DATA FOR REVIEW:
═══
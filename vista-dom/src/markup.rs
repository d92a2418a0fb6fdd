use crate::{Node, NodeKind};

/// Serialize a node (and its subtree) back to markup. Attribute values and
/// text are written verbatim.
pub fn to_markup(node: &Node) -> String {
    let mut out = String::new();
    write_node(node, &mut out);
    out
}

/// Markup of the children only, e.g. for a mount point.
pub fn inner_markup(node: &Node) -> String {
    let mut out = String::new();
    for child in node.children() {
        write_node(&child, &mut out);
    }
    out
}

fn write_node(node: &Node, out: &mut String) {
    match node.kind() {
        NodeKind::Text => out.push_str(&node.data()),
        NodeKind::Comment => {
            out.push_str("<!--");
            out.push_str(&node.data());
            out.push_str("-->");
        }
        NodeKind::Fragment => {
            for child in node.children() {
                write_node(&child, out);
            }
        }
        NodeKind::Element(tag) => {
            out.push('<');
            out.push_str(&tag);
            for (k, v) in node.attributes() {
                out.push(' ');
                out.push_str(&k);
                out.push_str("=\"");
                out.push_str(&v);
                out.push('"');
            }
            if !node.has_children() && is_void(&tag) {
                out.push_str("/>");
                return;
            }
            out.push('>');
            for child in node.children() {
                write_node(&child, out);
            }
            out.push_str("</");
            out.push_str(&tag);
            out.push('>');
        }
    }
}

fn is_void(tag: &str) -> bool {
    matches!(
        tag.to_ascii_lowercase().as_str(),
        "br" | "hr" | "img" | "input" | "meta" | "link"
    )
}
═══
WORK REQUIRED:
Keeping each line intact, set down the entire listing once more.

PROBLEM SOLUTION:
filename vista-dom/src/markup.rs
repository d92a2418a0fb6fdd
use crate::{Node, NodeKind};

/// Serialize a node (and its subtree) back to markup. Attribute values and
/// text are written verbatim.
pub fn to_markup(node: &Node) -> String {
    let mut out = String::new();
    write_node(node, &mut out);
    out
}

/// Markup of the children only, e.g. for a mount point.
pub fn inner_markup(node: &Node) -> String {
    let mut out = String::new();
    for child in node.children() {
        write_node(&child, &mut out);
    }
    out
}

fn write_node(node: &Node, out: &mut String) {
    match node.kind() {
        NodeKind::Text => out.push_str(&node.data()),
        NodeKind::Comment => {
            out.push_str("<!--");
            out.push_str(&node.data());
            out.push_str("-->");
        }
        NodeKind::Fragment => {
            for child in node.children() {
                write_node(&child, out);
            }
        }
        NodeKind::Element(tag) => {
            out.push('<');
            out.push_str(&tag);
            for (k, v) in node.attributes() {
                out.push(' ');
                out.push_str(&k);
                out.push_str("=\"");
                out.push_str(&v);
                out.push('"');
            }
            if !node.has_children() && is_void(&tag) {
                out.push_str("/>");
                return;
            }
            out.push('>');
            for child in node.children() {
                write_node(&child, out);
            }
            out.push_str("</");
            out.push_str(&tag);
            out.push('>');
        }
    }
}

fn is_void(tag: &str) -> bool {
    matches!(
        tag.to_ascii_lowercase().as_str(),
        "br" | "hr" | "img" | "input" | "meta" | "link"
    )
}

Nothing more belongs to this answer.